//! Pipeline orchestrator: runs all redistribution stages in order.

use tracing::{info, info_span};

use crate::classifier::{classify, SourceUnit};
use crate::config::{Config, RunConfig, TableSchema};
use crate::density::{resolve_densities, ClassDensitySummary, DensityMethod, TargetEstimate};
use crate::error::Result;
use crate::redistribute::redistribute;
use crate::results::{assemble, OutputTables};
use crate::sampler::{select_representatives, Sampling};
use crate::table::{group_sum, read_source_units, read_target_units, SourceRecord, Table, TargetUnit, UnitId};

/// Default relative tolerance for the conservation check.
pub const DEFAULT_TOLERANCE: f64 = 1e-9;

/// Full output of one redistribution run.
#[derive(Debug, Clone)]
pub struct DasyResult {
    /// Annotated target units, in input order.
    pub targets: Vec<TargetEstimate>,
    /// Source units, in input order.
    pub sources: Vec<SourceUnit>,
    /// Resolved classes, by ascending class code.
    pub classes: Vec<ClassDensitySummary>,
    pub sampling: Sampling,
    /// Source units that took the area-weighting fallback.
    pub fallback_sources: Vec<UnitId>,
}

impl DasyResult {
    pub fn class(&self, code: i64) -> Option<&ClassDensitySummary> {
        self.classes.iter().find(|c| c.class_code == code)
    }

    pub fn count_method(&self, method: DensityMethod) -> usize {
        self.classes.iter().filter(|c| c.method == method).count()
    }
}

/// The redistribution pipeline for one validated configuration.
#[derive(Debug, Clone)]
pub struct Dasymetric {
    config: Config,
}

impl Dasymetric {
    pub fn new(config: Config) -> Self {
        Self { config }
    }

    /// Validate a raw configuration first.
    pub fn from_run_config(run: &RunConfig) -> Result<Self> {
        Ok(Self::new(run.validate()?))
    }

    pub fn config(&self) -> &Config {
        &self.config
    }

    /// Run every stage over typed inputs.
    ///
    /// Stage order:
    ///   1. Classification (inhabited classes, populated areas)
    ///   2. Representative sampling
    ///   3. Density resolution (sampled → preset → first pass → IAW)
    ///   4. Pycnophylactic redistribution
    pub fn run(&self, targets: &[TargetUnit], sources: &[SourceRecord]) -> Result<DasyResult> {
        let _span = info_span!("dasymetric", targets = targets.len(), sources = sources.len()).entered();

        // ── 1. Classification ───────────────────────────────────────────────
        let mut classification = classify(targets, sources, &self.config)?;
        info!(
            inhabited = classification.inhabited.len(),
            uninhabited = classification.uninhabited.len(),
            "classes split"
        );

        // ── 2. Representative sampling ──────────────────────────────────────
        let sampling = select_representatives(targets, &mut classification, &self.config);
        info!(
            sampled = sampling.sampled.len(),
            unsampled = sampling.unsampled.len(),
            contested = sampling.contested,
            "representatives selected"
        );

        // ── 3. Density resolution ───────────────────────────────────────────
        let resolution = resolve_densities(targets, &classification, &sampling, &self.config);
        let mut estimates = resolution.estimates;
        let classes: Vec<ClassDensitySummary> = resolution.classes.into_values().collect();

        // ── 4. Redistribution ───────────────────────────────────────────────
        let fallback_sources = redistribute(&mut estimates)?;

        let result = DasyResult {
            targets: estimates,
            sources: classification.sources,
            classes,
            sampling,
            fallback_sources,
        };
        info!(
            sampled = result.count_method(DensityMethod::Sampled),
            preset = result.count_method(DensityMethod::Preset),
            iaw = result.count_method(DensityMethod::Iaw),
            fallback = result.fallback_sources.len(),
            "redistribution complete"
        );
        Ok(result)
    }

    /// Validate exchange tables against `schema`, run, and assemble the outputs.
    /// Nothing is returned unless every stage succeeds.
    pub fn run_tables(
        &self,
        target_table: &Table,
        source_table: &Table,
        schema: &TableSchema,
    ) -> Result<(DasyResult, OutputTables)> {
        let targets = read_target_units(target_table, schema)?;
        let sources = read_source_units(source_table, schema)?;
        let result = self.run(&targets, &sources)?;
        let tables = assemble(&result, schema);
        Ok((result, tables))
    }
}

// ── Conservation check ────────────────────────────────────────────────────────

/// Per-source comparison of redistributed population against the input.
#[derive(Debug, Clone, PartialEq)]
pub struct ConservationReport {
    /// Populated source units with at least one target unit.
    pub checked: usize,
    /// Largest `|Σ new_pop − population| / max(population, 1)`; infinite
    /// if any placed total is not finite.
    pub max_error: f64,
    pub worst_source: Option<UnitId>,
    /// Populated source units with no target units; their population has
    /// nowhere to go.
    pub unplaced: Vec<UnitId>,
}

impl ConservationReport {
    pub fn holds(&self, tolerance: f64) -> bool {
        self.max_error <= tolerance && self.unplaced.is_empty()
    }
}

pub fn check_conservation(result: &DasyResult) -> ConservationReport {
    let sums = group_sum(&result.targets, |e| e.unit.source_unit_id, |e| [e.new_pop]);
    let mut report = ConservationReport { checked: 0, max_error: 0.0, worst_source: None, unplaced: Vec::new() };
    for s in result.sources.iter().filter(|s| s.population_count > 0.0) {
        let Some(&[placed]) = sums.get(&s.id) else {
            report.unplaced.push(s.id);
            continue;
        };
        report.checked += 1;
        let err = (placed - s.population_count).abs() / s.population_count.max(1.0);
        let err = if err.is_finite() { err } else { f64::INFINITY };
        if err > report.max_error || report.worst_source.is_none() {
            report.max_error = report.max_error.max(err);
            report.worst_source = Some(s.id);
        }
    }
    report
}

> _Task item_:
Print out every entry, keeping each one exact.

> _The completed task_:
//! Pipeline orchestrator: runs all redistribution stages in order.

use tracing::{info, info_span};

use crate::classifier::{classify, SourceUnit};
use crate::config::{Config, RunConfig, TableSchema};
use crate::density::{resolve_densities, ClassDensitySummary, DensityMethod, TargetEstimate};
use crate::error::Result;
use crate::redistribute::redistribute;
use crate::results::{assemble, OutputTables};
use crate::sampler::{select_representatives, Sampling};
use crate::table::{group_sum, read_source_units, read_target_units, SourceRecord, Table, TargetUnit, UnitId};

/// Default relative tolerance for the conservation check.
pub const DEFAULT_TOLERANCE: f64 = 1e-9;

/// Full output of one redistribution run.
#[derive(Debug, Clone)]
pub struct DasyResult {
    /// Annotated target units, in input order.
    pub targets: Vec<TargetEstimate>,
    /// Source units, in input order.
    pub sources: Vec<SourceUnit>,
    /// Resolved classes, by ascending class code.
    pub classes: Vec<ClassDensitySummary>,
    pub sampling: Sampling,
    /// Source units that took the area-weighting fallback.
    pub fallback_sources: Vec<UnitId>,
}

impl DasyResult {
    pub fn class(&self, code: i64) -> Option<&ClassDensitySummary> {
        self.classes.iter().find(|c| c.class_code == code)
    }

    pub fn count_method(&self, method: DensityMethod) -> usize {
        self.classes.iter().filter(|c| c.method == method).count()
    }
}

/// The redistribution pipeline for one validated configuration.
#[derive(Debug, Clone)]
pub struct Dasymetric {
    config: Config,
}

impl Dasymetric {
    pub fn new(config: Config) -> Self {
        Self { config }
    }

    /// Validate a raw configuration first.
    pub fn from_run_config(run: &RunConfig) -> Result<Self> {
        Ok(Self::new(run.validate()?))
    }

    pub fn config(&self) -> &Config {
        &self.config
    }

    /// Run every stage over typed inputs.
    ///
    /// Stage order:
    ///   1. Classification (inhabited classes, populated areas)
    ///   2. Representative sampling
    ///   3. Density resolution (sampled → preset → first pass → IAW)
    ///   4. Pycnophylactic redistribution
    pub fn run(&self, targets: &[TargetUnit], sources: &[SourceRecord]) -> Result<DasyResult> {
        let _span = info_span!("dasymetric", targets = targets.len(), sources = sources.len()).entered();

        // ── 1. Classification ───────────────────────────────────────────────
        let mut classification = classify(targets, sources, &self.config)?;
        info!(
            inhabited = classification.inhabited.len(),
            uninhabited = classification.uninhabited.len(),
            "classes split"
        );

        // ── 2. Representative sampling ──────────────────────────────────────
        let sampling = select_representatives(targets, &mut classification, &self.config);
        info!(
            sampled = sampling.sampled.len(),
            unsampled = sampling.unsampled.len(),
            contested = sampling.contested,
            "representatives selected"
        );

        // ── 3. Density resolution ───────────────────────────────────────────
        let resolution = resolve_densities(targets, &classification, &sampling, &self.config);
        let mut estimates = resolution.estimates;
        let classes: Vec<ClassDensitySummary> = resolution.classes.into_values().collect();

        // ── 4. Redistribution ───────────────────────────────────────────────
        let fallback_sources = redistribute(&mut estimates)?;

        let result = DasyResult {
            targets: estimates,
            sources: classification.sources,
            classes,
            sampling,
            fallback_sources,
        };
        info!(
            sampled = result.count_method(DensityMethod::Sampled),
            preset = result.count_method(DensityMethod::Preset),
            iaw = result.count_method(DensityMethod::Iaw),
            fallback = result.fallback_sources.len(),
            "redistribution complete"
        );
        Ok(result)
    }

    /// Validate exchange tables against `schema`, run, and assemble the outputs.
    /// Nothing is returned unless every stage succeeds.
    pub fn run_tables(
        &self,
        target_table: &Table,
        source_table: &Table,
        schema: &TableSchema,
    ) -> Result<(DasyResult, OutputTables)> {
        let targets = read_target_units(target_table, schema)?;
        let sources = read_source_units(source_table, schema)?;
        let result = self.run(&targets, &sources)?;
        let tables = assemble(&result, schema);
        Ok((result, tables))
    }
}

// ── Conservation check ────────────────────────────────────────────────────────

/// Per-source comparison of redistributed population against the input.
#[derive(Debug, Clone, PartialEq)]
pub struct ConservationReport {
    /// Populated source units with at least one target unit.
    pub checked: usize,
    /// Largest `|Σ new_pop − population| / max(population, 1)`; infinite
    /// if any placed total is not finite.
    pub max_error: f64,
    pub worst_source: Option<UnitId>,
    /// Populated source units with no target units; their population has
    /// nowhere to go.
    pub unplaced: Vec<UnitId>,
}

impl ConservationReport {
    pub fn holds(&self, tolerance: f64) -> bool {
        self.max_error <= tolerance && self.unplaced.is_empty()
    }
}

pub fn check_conservation(result: &DasyResult) -> ConservationReport {
    let sums = group_sum(&result.targets, |e| e.unit.source_unit_id, |e| [e.new_pop]);
    let mut report = ConservationReport { checked: 0, max_error: 0.0, worst_source: None, unplaced: Vec::new() };
    for s in result.sources.iter().filter(|s| s.population_count > 0.0) {
        let Some(&[placed]) = sums.get(&s.id) else {
            report.unplaced.push(s.id);
            continue;
        };
        report.checked += 1;
        let err = (placed - s.population_count).abs() / s.population_count.max(1.0);
        let err = if err.is_finite() { err } else { f64::INFINITY };
        if err > report.max_error || report.worst_source.is_none() {
            report.max_error = report.max_error.max(err);
            report.worst_source = Some(s.id);
        }
    }
    report
}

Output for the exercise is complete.